(ASSIGNMENT): Going through the entries below, count each line that holds "settings" and give only the total.

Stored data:
--- START ---

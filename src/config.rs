//! Configuration for crm-tools
//!
//! TOML file at ~/.crm-tools/config.toml. Every section is optional.

use crate::errors::CrmError;
use anyhow::{Context, Result};
use serde::{Deserialize, Serialize};
use std::fs;
use std::path::{Path, PathBuf};

/// Environment variable overriding `api.endpoint`
pub const ENDPOINT_ENV: &str = "CRM_API_ENDPOINT";

pub const DEFAULT_ENDPOINT: &str = "https://cloudresourcemanager.googleapis.com";
pub const DEFAULT_METADATA_URL: &str =
    "http://metadata.google.internal/computeMetadata/v1/instance/service-accounts/default/token";

#[derive(Debug, Clone, Default, Serialize, Deserialize)]
pub struct Config {
    #[serde(default)]
    pub api: ApiConfig,
    #[serde(default)]
    pub auth: AuthConfig,
    #[serde(default)]
    pub iam: IamConfig,
}

/// Resource Manager endpoint settings
#[derive(Debug, Clone, Serialize, Deserialize)]
#[serde(default)]
pub struct ApiConfig {
    pub endpoint: String,
    pub timeout_secs: u64,
}

/// Application Default Credentials settings
#[derive(Debug, Clone, Serialize, Deserialize)]
#[serde(default)]
pub struct AuthConfig {
    pub gcloud_command: String,
    pub use_metadata_server: bool,
    pub metadata_url: String,
}

#[derive(Debug, Clone, Serialize, Deserialize)]
#[serde(default)]
pub struct IamConfig {
    /// Policy version written by overwrite mode
    pub overwrite_policy_version: i32,
}

impl Default for ApiConfig {
    fn default() -> Self {
        Self {
            endpoint: DEFAULT_ENDPOINT.to_string(),
            timeout_secs: 30,
        }
    }
}

impl Default for AuthConfig {
    fn default() -> Self {
        Self {
            gcloud_command: "gcloud".to_string(),
            use_metadata_server: true,
            metadata_url: DEFAULT_METADATA_URL.to_string(),
        }
    }
}

impl Default for IamConfig {
    fn default() -> Self {
        Self {
            overwrite_policy_version: 1,
        }
    }
}

impl Config {
    /// Load configuration for a tool run.
    ///
    /// An explicit path must exist. Without one, the default location is
    /// read if present and built-in defaults are used otherwise.
    pub fn load(explicit: Option<&Path>) -> Result<Self> {
        let mut config = match explicit {
            Some(path) => Self::load_from(path)?,
            None => {
                let path = Self::config_path()?;
                if path.exists() {
                    Self::load_from(&path)?
                } else {
                    tracing::debug!(path = %path.display(), "no config file, using defaults");
                    Config::default()
                }
            }
        };

        config.apply_env_overrides(std::env::var(ENDPOINT_ENV).ok());
        config.validate()?;
        Ok(config)
    }

    /// Reject settings no request could succeed with
    pub fn validate(&self) -> crate::errors::Result<()> {
        let endpoint = self.endpoint();
        if !(endpoint.starts_with("https://") || endpoint.starts_with("http://")) {
            return Err(CrmError::Config(format!(
                "api.endpoint must be an http(s) URL, got '{}'",
                endpoint
            )));
        }
        if self.api.timeout_secs == 0 {
            return Err(CrmError::Config("api.timeout_secs must be greater than 0".to_string()));
        }
        Ok(())
    }

    /// Read and parse a TOML configuration file
    pub fn load_from(path: &Path) -> Result<Self> {
        let contents = fs::read_to_string(path)
            .with_context(|| format!("Failed to read config file {}", path.display()))?;

        let config: Config = toml::from_str(&contents)
            .with_context(|| format!("Failed to parse config file {}", path.display()))?;

        tracing::debug!(path = %path.display(), "loaded config");
        Ok(config)
    }

    /// Get the default configuration file path
    pub fn config_path() -> Result<PathBuf> {
        let home = dirs::home_dir().context("Could not determine home directory")?;

        Ok(home.join(".crm-tools").join("config.toml"))
    }

    fn apply_env_overrides(&mut self, endpoint: Option<String>) {
        if let Some(endpoint) = endpoint.filter(|e| !e.trim().is_empty()) {
            self.api.endpoint = endpoint;
        }
    }

    /// Endpoint without a trailing slash
    pub fn endpoint(&self) -> &str {
        self.api.endpoint.trim_end_matches('/')
    }
}

#[cfg(test)]
mod tests {
    use super::*;
    use std::io::Write;

    #[test]
    fn test_config_default() {
        let config = Config::default();
        assert_eq!(config.api.endpoint, DEFAULT_ENDPOINT);
        assert_eq!(config.api.timeout_secs, 30);
        assert_eq!(config.auth.gcloud_command, "gcloud");
        assert!(config.auth.use_metadata_server);
        assert_eq!(config.iam.overwrite_policy_version, 1);
    }

    #[test]
    fn test_partial_file_keeps_defaults() {
        let mut file = tempfile::NamedTempFile::new().unwrap();
        writeln!(file, "[api]\ntimeout_secs = 5\n\n[auth]\nuse_metadata_server = false").unwrap();

        let config = Config::load_from(file.path()).unwrap();
        assert_eq!(config.api.timeout_secs, 5);
        assert_eq!(config.api.endpoint, DEFAULT_ENDPOINT);
        assert!(!config.auth.use_metadata_server);
        assert_eq!(config.auth.gcloud_command, "gcloud");
        assert_eq!(config.iam.overwrite_policy_version, 1);
    }

    #[test]
    fn test_missing_explicit_file_is_error() {
        let dir = tempfile::tempdir().unwrap();
        let result = Config::load(Some(dir.path().join("absent.toml").as_path()));
        assert!(result.is_err());
    }

    #[test]
    fn test_invalid_toml_is_error() {
        let mut file = tempfile::NamedTempFile::new().unwrap();
        writeln!(file, "[api\nendpoint = ").unwrap();
        let err = Config::load_from(file.path()).unwrap_err();
        assert!(err.to_string().contains("Failed to parse"));
    }

    #[test]
    fn test_validate() {
        let mut config = Config::default();
        assert!(config.validate().is_ok());

        config.api.endpoint = "cloudresourcemanager.googleapis.com".to_string();
        assert!(matches!(config.validate(), Err(CrmError::Config(_))));

        config.api.endpoint = DEFAULT_ENDPOINT.to_string();
        config.api.timeout_secs = 0;
        assert!(matches!(config.validate(), Err(CrmError::Config(_))));
    }

    #[test]
    fn test_env_override_and_trailing_slash() {
        let mut config = Config::default();
        config.apply_env_overrides(Some("http://127.0.0.1:8085/".to_string()));
        assert_eq!(config.endpoint(), "http://127.0.0.1:8085");

        config.apply_env_overrides(Some("  ".to_string()));
        assert_eq!(config.endpoint(), "http://127.0.0.1:8085");
    }
}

--- END ---

(YOUR SOLUTION): 3